Your assignment: What is needed is every line of the data that includes the word "DetectorError". Please copy each one.

Dataset: Begin

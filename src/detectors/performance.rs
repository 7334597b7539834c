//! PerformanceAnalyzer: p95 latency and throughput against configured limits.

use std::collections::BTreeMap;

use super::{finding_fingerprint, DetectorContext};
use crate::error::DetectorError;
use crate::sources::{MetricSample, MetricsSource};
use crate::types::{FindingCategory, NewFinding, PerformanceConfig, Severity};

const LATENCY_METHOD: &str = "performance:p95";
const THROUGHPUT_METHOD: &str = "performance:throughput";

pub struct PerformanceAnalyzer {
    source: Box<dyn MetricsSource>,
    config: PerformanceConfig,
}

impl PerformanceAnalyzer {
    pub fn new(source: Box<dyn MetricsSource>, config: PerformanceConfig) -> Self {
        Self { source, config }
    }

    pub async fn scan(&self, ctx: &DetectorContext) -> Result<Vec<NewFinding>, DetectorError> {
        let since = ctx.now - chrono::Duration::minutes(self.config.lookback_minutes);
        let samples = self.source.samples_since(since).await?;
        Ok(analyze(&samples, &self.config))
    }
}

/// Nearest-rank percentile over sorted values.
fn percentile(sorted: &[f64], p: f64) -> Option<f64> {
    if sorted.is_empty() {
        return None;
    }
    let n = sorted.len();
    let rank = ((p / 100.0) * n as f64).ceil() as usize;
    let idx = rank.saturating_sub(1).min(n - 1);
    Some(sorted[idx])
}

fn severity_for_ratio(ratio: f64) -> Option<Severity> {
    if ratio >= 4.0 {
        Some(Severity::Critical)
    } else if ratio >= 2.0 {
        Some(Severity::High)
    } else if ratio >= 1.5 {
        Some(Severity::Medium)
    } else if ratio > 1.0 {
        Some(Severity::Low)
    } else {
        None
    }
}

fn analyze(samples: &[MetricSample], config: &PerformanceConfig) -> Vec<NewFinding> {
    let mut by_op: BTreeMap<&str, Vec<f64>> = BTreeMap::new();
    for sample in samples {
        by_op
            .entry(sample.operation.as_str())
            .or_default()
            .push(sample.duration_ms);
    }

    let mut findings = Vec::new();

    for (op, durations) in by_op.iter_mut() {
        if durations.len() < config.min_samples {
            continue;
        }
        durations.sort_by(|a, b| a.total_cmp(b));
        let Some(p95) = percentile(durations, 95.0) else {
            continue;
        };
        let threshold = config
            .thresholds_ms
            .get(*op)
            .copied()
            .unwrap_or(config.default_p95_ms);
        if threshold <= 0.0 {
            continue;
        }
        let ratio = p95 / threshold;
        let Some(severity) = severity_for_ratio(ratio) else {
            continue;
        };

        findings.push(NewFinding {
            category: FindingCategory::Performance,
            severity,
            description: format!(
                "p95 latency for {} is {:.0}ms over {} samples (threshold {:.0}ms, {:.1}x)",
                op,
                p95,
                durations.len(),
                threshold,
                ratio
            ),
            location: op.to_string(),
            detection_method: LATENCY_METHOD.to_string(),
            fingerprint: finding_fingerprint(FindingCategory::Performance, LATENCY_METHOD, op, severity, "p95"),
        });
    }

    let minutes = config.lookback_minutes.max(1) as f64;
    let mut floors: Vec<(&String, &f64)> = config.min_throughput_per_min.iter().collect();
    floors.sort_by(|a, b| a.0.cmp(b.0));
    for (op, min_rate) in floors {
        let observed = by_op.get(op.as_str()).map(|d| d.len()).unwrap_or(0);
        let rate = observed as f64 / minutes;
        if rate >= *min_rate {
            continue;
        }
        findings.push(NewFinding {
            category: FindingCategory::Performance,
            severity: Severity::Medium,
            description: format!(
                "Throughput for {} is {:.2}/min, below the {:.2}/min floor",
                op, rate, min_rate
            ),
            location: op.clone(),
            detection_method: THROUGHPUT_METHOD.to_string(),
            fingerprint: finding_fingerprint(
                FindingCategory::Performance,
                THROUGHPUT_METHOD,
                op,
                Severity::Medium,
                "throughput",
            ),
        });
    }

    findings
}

Dataset: End

Exercise result:
use crate::error::DetectorError;
    pub async fn scan(&self, ctx: &DetectorContext) -> Result<Vec<NewFinding>, DetectorError> {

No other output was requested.